無差別ということでもない・・・どういう意味がある・・・

何かしらの意味がある筈なんだ。

 

 

 

「聞いてる?シン君」

「?すまない聞いてなかった。」

「・・・明日、完二があのちびっ子と学校の校門でしているから、張り込みをしようという話だ」と鳴上が掻い摘んで話す。

 

「ゾロゾロ皆で行っても仕方ないだろう。明日、俺はあの巽屋について調べてみる」

 

「そうだな。尾行するってのにゾロゾロついていたらばれちまうしな」と花村は納得し、頷く。

 

 

 

 

 

夜・・・

 

シンはテレビをつけ、ソファーに座っていた。

 

「・・・あの少年は何者だ?」とシンは空に言う。

「あの人間は白鐘直斗と言うらしい」とバアルは言うと手に持った杯に入ったワインを飲み干す。

 

 

「なるほど。探偵か・・・まぁいい」

「我に掛かれば他愛も無いが・・・どうする?『人修羅』」とバアルは不敵に笑う。

 

と次の瞬間、バアルの杯が床に落ちていた。

 

シンの腕がバアルが杯を持っていた方の手首を掴む。

シンの腕には青黒く光る『刺青』が発光する。

 

 

 

「その呼び名は止めろと言ったはずだ。

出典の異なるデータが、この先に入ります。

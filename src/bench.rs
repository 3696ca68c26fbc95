//! Wall-clock latency measurement for repeated stretch calls.

use std::fmt;
use std::time::{Duration, Instant};

use crate::error::{Parameter, StretchError};

/// Mean and population standard deviation of a set of timed runs.
#[derive(Debug, Clone, Copy, PartialEq)]
pub struct LatencyStats {
    pub runs: usize,
    pub mean: Duration,
    pub std_dev: Duration,
}

impl LatencyStats {
    /// Summarizes raw samples. Returns `None` for an empty slice.
    pub fn from_samples(samples: &[Duration]) -> Option<Self> {
        if samples.is_empty() {
            return None;
        }
        let n = samples.len() as f64;
        let secs: Vec<f64> = samples.iter().map(Duration::as_secs_f64).collect();
        let mean = secs.iter().sum::<f64>() / n;
        let variance = secs.iter().map(|s| (s - mean).powi(2)).sum::<f64>() / n;
        Some(Self {
            runs: samples.len(),
            mean: Duration::from_secs_f64(mean),
            std_dev: Duration::from_secs_f64(variance.sqrt()),
        })
    }
}

impl fmt::Display for LatencyStats {
    fn fmt(&self, f: &mut fmt::Formatter<'_>) -> fmt::Result {
        write!(
            f,
            "{:.3} +- {:.3} ms over {} runs",
            self.mean.as_secs_f64() * 1e3,
            self.std_dev.as_secs_f64() * 1e3,
            self.runs
        )
    }
}

/// Calls `run` `runs` times and reports its latency.
///
/// The first error returned by `run` aborts the measurement.
pub fn measure_latency<T, F>(runs: usize, mut run: F) -> Result<LatencyStats, StretchError>
where
    F: FnMut() -> Result<T, StretchError>,
{
    if runs == 0 {
        return Err(StretchError::invalid(Parameter::Runs, 0.0));
    }
    let mut samples = Vec::with_capacity(runs);
    for _ in 0..runs {
        let start = Instant::now();
        let out = run()?;
        samples.push(start.elapsed());
        drop(out);
    }
    let stats = LatencyStats::from_samples(&samples)
        .ok_or_else(|| StretchError::invalid(Parameter::Runs, 0.0))?;
    tracing::debug!(%stats, "latency measured");
    Ok(stats)
}
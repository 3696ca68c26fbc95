//! Short-time Fourier analysis: windowed frames at a fixed hop, half spectra.

use rustfft::num_complex::Complex;

#[cfg(feature = "parallel")]
use rayon::prelude::*;

use crate::core::fft::FftPair;
use crate::core::window::apply_window_copy;
use crate::error::{Parameter, StretchError};
use crate::stretch::spectrum::SpectralMatrix;

/// Number of whole frames of length `frame_size` that fit in `len` samples
/// at `hop`: `(len - frame_size) / hop + 1`. Zero if nothing fits.
#[inline]
pub fn frame_count(len: usize, frame_size: usize, hop: usize) -> usize {
    if hop == 0 || frame_size > len {
        return 0;
    }
    (len - frame_size) / hop + 1
}

/// Slices `signal` into windowed frames at `hop` and transforms each one.
///
/// No frame reads past the end of the signal; trailing samples that do not
/// fill a whole frame are not analysed.
///
/// # Errors
/// [`StretchError::InvalidParameter`] if `hop` is zero,
/// [`StretchError::OutOfRange`] if the frame is longer than the signal.
pub fn analyze(
    signal: &[f32],
    window: &[f64],
    hop: usize,
    fft: &FftPair,
) -> Result<SpectralMatrix, StretchError> {
    let frame_size = fft.size();
    debug_assert_eq!(window.len(), frame_size);
    if hop == 0 {
        return Err(StretchError::invalid(Parameter::HopSize, 0.0));
    }
    if frame_size > signal.len() {
        return Err(StretchError::OutOfRange {
            parameter: Parameter::FrameSize,
            value: frame_size,
            limit: signal.len(),
        });
    }

    let frames = frame_count(signal.len(), frame_size, hop);
    let bins = fft.num_bins();
    tracing::debug!(frames, bins, hop, "analysing");

    let transform = |frame: usize| {
        let start = frame * hop;
        half_spectrum(&signal[start..start + frame_size], window, fft)
    };

    #[cfg(feature = "parallel")]
    let columns: Vec<Vec<Complex<f64>>> = (0..frames).into_par_iter().map(transform).collect();
    #[cfg(not(feature = "parallel"))]
    let columns: Vec<Vec<Complex<f64>>> = (0..frames).map(transform).collect();

    Ok(SpectralMatrix::from_frames(bins, &columns))
}

/// Windows one frame, runs the forward FFT and keeps bins `0..=N/2`.
fn half_spectrum(frame: &[f32], window: &[f64], fft: &FftPair) -> Vec<Complex<f64>> {
    let mut buffer: Vec<Complex<f64>> = apply_window_copy(frame, window)
        .into_iter()
        .map(|s| Complex::new(s, 0.0))
        .collect();
    fft.forward(&mut buffer);
    buffer.truncate(fft.num_bins());
    buffer
}

#[cfg(test)]
mod tests {
    use super::*;
    use crate::core::window::hann_window;
    use approx::assert_abs_diff_eq;
    use std::f64::consts::PI;

    #[test]
    fn test_frame_count_formula() {
        assert_eq!(frame_count(44100, 2048, 512), (44100 - 2048) / 512 + 1);
        assert_eq!(frame_count(2048, 2048, 512), 1);
        assert_eq!(frame_count(2559, 2048, 512), 1);
        assert_eq!(frame_count(2560, 2048, 512), 2);
        assert_eq!(frame_count(100, 2048, 512), 0);
    }

    #[test]
    fn test_analyze_dimensions() {
        let n = 64;
        let fft = FftPair::new(n);
        let window = hann_window(n).unwrap();
        let signal = vec![0.25f32; 300];
        let m = analyze(&signal, &window, 16, &fft).unwrap();
        assert_eq!(m.bins(), 33);
        assert_eq!(m.frames(), (300 - 64) / 16 + 1);
    }

    #[test]
    fn test_dc_signal_energy_in_bin_zero() {
        let n = 32;
        let fft = FftPair::new(n);
        let window = hann_window(n).unwrap();
        let signal = vec![1.0f32; 96];
        let m = analyze(&signal, &window, 8, &fft).unwrap();
        // Sum of the periodic Hann is N/2
        for frame in 0..m.frames() {
            assert_abs_diff_eq!(m.get(0, frame).re, n as f64 / 2.0, epsilon = 1e-9);
            assert_abs_diff_eq!(m.magnitude(5, frame), 0.0, epsilon = 1e-9);
        }
    }

    #[test]
    fn test_bin_centred_tone_peaks_at_its_bin() {
        let n = 256;
        let bin = 10;
        let fft = FftPair::new(n);
        let window = hann_window(n).unwrap();
        let signal: Vec<f32> = (0..1024)
            .map(|i| (2.0 * PI * bin as f64 * i as f64 / n as f64).cos() as f32)
            .collect();
        let m = analyze(&signal, &window, 64, &fft).unwrap();
        let peak = (0..m.bins())
            .max_by(|&a, &b| m.magnitude(a, 0).total_cmp(&m.magnitude(b, 0)))
            .unwrap();
        assert_eq!(peak, bin);
    }

    #[test]
    fn test_rejects_frame_longer_than_signal() {
        let fft = FftPair::new(64);
        let window = hann_window(64).unwrap();
        let err = analyze(&[0.0; 63], &window, 16, &fft).unwrap_err();
        assert!(matches!(
            err,
            StretchError::OutOfRange {
                parameter: Parameter::FrameSize,
                value: 64,
                limit: 63
            }
        ));
    }

    #[test]
    fn test_rejects_zero_hop() {
        let fft = FftPair::new(8);
        let window = hann_window(8).unwrap();
        let err = analyze(&[0.0; 32], &window, 0, &fft).unwrap_err();
        assert_eq!(err.parameter(), Some(Parameter::HopSize));
    }
}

俺は『人』なのではない。ただの『修羅だ』」

 

 

 

「フフフッ・・・それでこそ主だ。鈍っていなくて我も嬉しいぞ」と先ほどよりも更に不敵に笑い、そして笑い声を上げ、消えて行った。

 

 

 

 

 

「俺はもう、『人』などではない・・・」とシンは刺青の浮かんだ腕を見てそう少し悔しそうに呟くでのあった。

 

そう言葉に出すと出すだけ、苦しくなる。

 

何故、こうも割り切れないモノが沢山出てくる。